A women with their two child watching cartoons in the laptop
The way we talk to our children becomes their inner voice - Peggy O’Mara.

This quote resonates with me as my perceptions and behaviour as an adult have been led by my inner voice. My inner voice has been shaped by my learning and concept building from the informative and emotional conversations I’ve had with my parents during my childhood. So is the case with all readers, isn’t it?

But are we doing the same with our children? Are we helping them build a constructive inner voice? Are we helping them create a positive self-image by communicating with them at deeper levels? Talking with our children should be an important daily event. But, as parents, we are held up with busy schedules. So we find it convenient to keep the conversation with our children light and quick so that we can move on to the next thing on our “to-do” list. This has become a harsh reality. Despite spending hours with our child under the same roof, we can seldom squeeze out some quality time to spend with them.

Research suggests that the best parent-child relationships are characterised by positive communication and interaction during the early years. When parents stay in touch with children through attention and conversation, children might be less likely to act out or behave in ways that create conflict or require discipline.

Here are some ways of effectively communicating with our little ones:

1. Make Eye Contact

Every time you talk to your child or when your child is talking to you, maintain eye contact. Maintaining eye contact indicates that you are active and attentive in the conversation.

If you cannot hold eye contact, get on your knees or sit down, so your eyes are on the same level as his. This will encourage open and transparent communication.

2. Acknowledge Your Child’s Feelings

When you acknowledge someone’s feelings and emotions, they feel accepted and secured. This is precisely what happens when you empathise with your children. When you build empathy for your children, they themselves learn to be more sensitive and accepting towards other peoples’ feelings and emotions. Moreover, just by acknowledging their feelings, you as parents, are teaching them that their feelings are real and valid.

3. Rationalise The Correction

Having grown up in a joint family, I had many correctors and advisors around. Every time I would make a mistake, I was loaded with comments like ‘ stop behaving like this ‘ or ‘this is not how it is done’. Just asking to stop behaving in a particular manner is not enough to instil a new behaviour. What is essential is that a calm explanation should also be provided for it. Giving a composed explanation will help your child understand the implications of their behaviour for others (e.g. if your child teases another child for wearing glasses, explain to your child that wearing glasses helps the other child to see well. Also, remind your child kindly that teasing can hurt others feelings).

4. Teach Them How To Say ‘No’ Firmly

While parents say a ’no’ firmly to a child’s unrealistic request or unacceptable behaviour, it is of paramount importance to educate your children about doing the same in situations that make them uncomfortable. You should let them know that every ‘no’ is not a negative answer. Instead, it is more like a choice made to ensure their own safety and security.

5. Use More “Dos” Than “Don'ts”

“Don’t hit your sister”, “Don’t sit like that” don’t you say this too often to our little ones? You, as a parent know what you don't want to happen, so you lead in with a “don't" statement. Even though this statement would convey the message rightly of not doing a particular thing, but the downside of “don't" statements is that you fail to promote the positive behaviour you want to see. Therefore you are more likely to reinforce the behaviour you don't want. Instead, you should use more respectful “do” statements. Swapping your “don'ts" for “dos" can look like this: “Play gently with your sister”, “Please keep your back straight while sitting"

6. Use Kind Words

Kind words create a respectful relationship and better communication with your child. It is true that children who are spoken to with appreciation and respect also have better self-worth, which allows them to thrive. On the contrary, unkind words that shame or ridicule them leave them feeling disliked. Some examples of kind words are:

“Thank you for helping me with the dishes."

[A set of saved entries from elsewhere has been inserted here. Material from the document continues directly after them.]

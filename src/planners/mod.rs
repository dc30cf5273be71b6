mod flood_fill;
mod navigation;
mod target;

pub use flood_fill::{CostField, FloodFill, FloodGoal, UNREACHABLE};
pub use navigation::{Navigator, PlannedMove, Rotation};
pub use target::{DESTINATION_MODULUS, resolve_destination};
// Copyright (C) 2026 Michael Wilson <mike@mdwn.dev>
//
// This program is free software: you can redistribute it and/or modify it under
// the terms of the GNU General Public License as published by the Free Software
// Foundation, version 3.
//
// This program is distributed in the hope that it will be useful, but WITHOUT
// ANY WARRANTY; without even the implied warranty of MERCHANTABILITY or FITNESS
// FOR A PARTICULAR PURPOSE. See the GNU General Public License for more details.
//
// You should have received a copy of the GNU General Public License along with
// this program. If not, see <https://www.gnu.org/licenses/>.
//
use tracing::debug;

use super::resampled_len;
use crate::audio::SampleBuffer;
use crate::error::ExtractError;

/// Resamples a buffer to `target_rate` using linear interpolation.
///
/// A buffer already at `target_rate` is returned unchanged. There is no anti-aliasing
/// filter, so downsampling material with energy above the new Nyquist frequency will
/// alias.
pub fn resample(buffer: &SampleBuffer, target_rate: u32) -> Result<SampleBuffer, ExtractError> {
    if target_rate == 0 {
        return Err(ExtractError::InvalidSampleRate(target_rate));
    }

    let source_rate = buffer.sample_rate();
    if source_rate == target_rate {
        return Ok(buffer.clone());
    }

    let samples = buffer.samples();
    let ratio = f64::from(source_rate) / f64::from(target_rate);
    let output_len = resampled_len(samples.len(), source_rate, target_rate);

    let mut output = Vec::with_capacity(output_len);
    for i in 0..output_len {
        let pos = i as f64 * ratio;
        let idx = (pos.floor() as usize).min(samples.len() - 1);
        let frac = pos - idx as f64;

        let value = match samples.get(idx + 1) {
            Some(&next) => f64::from(samples[idx]) * (1.0 - frac) + f64::from(next) * frac,
            // Past the last pair, hold the final sample.
            None => f64::from(samples[idx]),
        };
        output.push(value as f32);
    }

    debug!(
        source_rate,
        target_rate,
        input_len = samples.len(),
        output_len,
        "Linear resample"
    );

    Ok(SampleBuffer::new(output, target_rate)?)
}

#[cfg(test)]
mod tests {
    use super::*;
    use crate::testutil::sine;

    #[test]
    fn test_identity_is_exact() {
        let samples = sine(261.63, 44100, 0.1, 0.7);
        let buffer = SampleBuffer::new(samples, 44100).unwrap();

        let out = resample(&buffer, 44100).unwrap();
        assert_eq!(out, buffer);
    }

    #[test]
    fn test_upsample_doubles_with_midpoints() {
        let buffer = SampleBuffer::new(vec![0.0, 1.0, 0.0, -1.0], 100).unwrap();

        let out = resample(&buffer, 200).unwrap();
        assert_eq!(out.sample_rate(), 200);
        assert_eq!(out.samples(), &[0.0, 0.5, 1.0, 0.5, 0.0, -0.5, -1.0, -1.0]);
    }

    #[test]
    fn test_downsample_picks_every_other() {
        let buffer = SampleBuffer::new(vec![0.1, 0.2, 0.3, 0.4, 0.5], 200).unwrap();

        let out = resample(&buffer, 100).unwrap();
        assert_eq!(out.samples(), &[0.1, 0.3]);
    }

    #[test]
    fn test_length_law() {
        let rates = [8000u32, 22050, 44100, 48000, 96000];
        for source_rate in rates {
            for target_rate in rates {
                if source_rate == target_rate {
                    continue;
                }
                for len in [0usize, 1, 2, 7, 168, 1984] {
                    let buffer = SampleBuffer::new(vec![0.25; len], source_rate).unwrap();
                    let out = resample(&buffer, target_rate).unwrap();
                    let expected = (len as u64 * target_rate as u64 / source_rate as u64) as usize;
                    assert_eq!(out.len(), expected);
                }
            }
        }
    }

    #[test]
    fn test_round_trip_lengths() {
        let buffer = SampleBuffer::new(sine(261.63, 44100, 1.0, 0.8), 44100).unwrap();

        let up = resample(&buffer, 48000).unwrap();
        assert_eq!(up.len(), 48000);

        let down = resample(&up, 44100).unwrap();
        assert_eq!(down.len(), 44100);
        assert_eq!(down.sample_rate(), 44100);
    }

    #[test]
    fn test_preserves_waveform_shape() {
        let buffer = SampleBuffer::new(sine(261.63, 44100, 0.25, 0.8), 44100).unwrap();
        let out = resample(&buffer, 48000).unwrap();
        let expected = sine(261.63, 48000, 0.25, 0.8);

        let max_error = out
            .samples()
            .iter()
            .zip(expected.iter())
            .map(|(a, b)| (a - b).abs())
            .fold(0.0f32, f32::max);
        assert!(max_error < 0.01, "max error {}", max_error);
    }

    #[test]
    fn test_zero_target_rate() {
        let buffer = SampleBuffer::new(vec![0.0; 4], 100).unwrap();
        assert!(matches!(
            resample(&buffer, 0),
            Err(ExtractError::InvalidSampleRate(0))
        ));
    }
}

“You did a good job of getting your room clean."

“That really makes me feel good."

“I love you."

7. Be An Emotional Coach

They say that the ability to listen is as important as the ability to speak. In doing so, you can develop an emotional bond essential for establishing and maintaining mutual respect. Effective emotional coaching helps children understand the emotional fluctuations of life. Children who grow up in families that spend time talking about emotions are more academically successful, have better friendships, fewer infectious diseases and can handle difficult social situations more effectively than children whose families do not talk about feelings.

Lastly, the world can be overwhelming for our children. By communicating regularly with children, you can help them create a positive view of themselves and the world.

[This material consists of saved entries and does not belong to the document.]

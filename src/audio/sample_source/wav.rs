// Copyright (C) 2026 Michael Wilson <mike@mdwn.dev>
//
// This program is free software: you can redistribute it and/or modify it under
// the terms of the GNU General Public License as published by the Free Software
// Foundation, version 3.
//
// This program is distributed in the hope that it will be useful, but WITHOUT
// ANY WARRANTY; without even the implied warranty of MERCHANTABILITY or FITNESS
// FOR A PARTICULAR PURPOSE. See the GNU General Public License for more details.
//
// You should have received a copy of the GNU General Public License along with
// this program. If not, see <https://www.gnu.org/licenses/>.
//
use std::fs::File;
use std::io::{BufReader, Read};
use std::path::Path;

use hound::WavReader;
use tracing::debug;

use super::error::SampleSourceError;
use super::traits::{DecodedAudio, SampleSource, SourceInfo};
use crate::audio::SampleBuffer;
use crate::util::filename_display;

/// Full scale of a signed 16-bit sample.
const I16_FULL_SCALE: f32 = 32768.0;

/// A sample source that reads 16-bit PCM WAV data, mono or stereo.
pub struct WavSampleSource<R: Read> {
    wav_reader: WavReader<R>,
    name: String,
}

impl WavSampleSource<BufReader<File>> {
    /// Opens a WAV file. The file stays open until the source is dropped.
    pub fn from_file<P: AsRef<Path>>(path: P) -> Result<Self, SampleSourceError> {
        let path = path.as_ref();
        let wav_reader = WavReader::open(path)?;
        Ok(Self {
            wav_reader,
            name: filename_display(path).to_string(),
        })
    }
}

impl<R: Read> WavSampleSource<R> {
    /// Creates a source over raw WAV container bytes.
    pub fn from_reader(reader: R, name: &str) -> Result<Self, SampleSourceError> {
        Ok(Self {
            wav_reader: WavReader::new(reader)?,
            name: name.to_string(),
        })
    }
}

impl<R: Read> SampleSource for WavSampleSource<R> {
    fn name(&self) -> &str {
        &self.name
    }

    fn read_mono(&mut self) -> Result<DecodedAudio, SampleSourceError> {
        let spec = self.wav_reader.spec();
        check_format(&spec)?;

        let channels = usize::from(spec.channels);
        let frames = self.wav_reader.duration() as usize;
        let mut mono = Vec::with_capacity(frames);

        // Samples arrive interleaved; only the first channel of each frame is kept.
        for (i, sample) in self.wav_reader.samples::<i16>().enumerate() {
            let sample = sample?;
            if i % channels == 0 {
                mono.push(normalize_i16(sample));
            }
        }

        let buffer = SampleBuffer::new(mono, spec.sample_rate)?;
        let info = SourceInfo {
            channels: spec.channels,
            bits_per_sample: spec.bits_per_sample,
            frames: buffer.len(),
            peak: buffer.peak(),
        };

        debug!(
            source = %self.name,
            channels = info.channels,
            sample_rate = buffer.sample_rate(),
            frames = info.frames,
            "Decoded WAV source"
        );

        Ok(DecodedAudio { buffer, info })
    }
}

/// Decodes a WAV file in one step. The file handle is released before this returns,
/// whether decoding succeeded or not.
pub fn decode_wav_file<P: AsRef<Path>>(path: P) -> Result<DecodedAudio, SampleSourceError> {
    let mut source = WavSampleSource::from_file(path)?;
    source.read_mono()
}

/// Rejects anything other than 16-bit integer PCM with one or two channels.
fn check_format(spec: &hound::WavSpec) -> Result<(), SampleSourceError> {
    if spec.sample_format != hound::SampleFormat::Int || spec.bits_per_sample != 16 {
        let kind = match spec.sample_format {
            hound::SampleFormat::Int => "integer",
            hound::SampleFormat::Float => "float",
        };
        return Err(SampleSourceError::UnsupportedFormat(format!(
            "sample width {} bits ({}), only 16-bit integer PCM is supported",
            spec.bits_per_sample, kind
        )));
    }

    if spec.channels == 0 || spec.channels > 2 {
        return Err(SampleSourceError::UnsupportedFormat(format!(
            "{} channels, only mono or stereo is supported",
            spec.channels
        )));
    }

    Ok(())
}

/// Scales a signed 16-bit sample into [-1.0, 1.0).
pub fn normalize_i16(sample: i16) -> f32 {
    f32::from(sample) / I16_FULL_SCALE
}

Good communication is the heart of more harmonious homes and is the key to a healthy relationship with your child. It provides a place your child can thrive and grow from. Good communication with your child forms the basis of good communication with other people as your child grows into an adult.

Keep working on these communication skills. It can be hard at first. But like all skills, practice helps. When you slip up, repair it with your child and start afresh.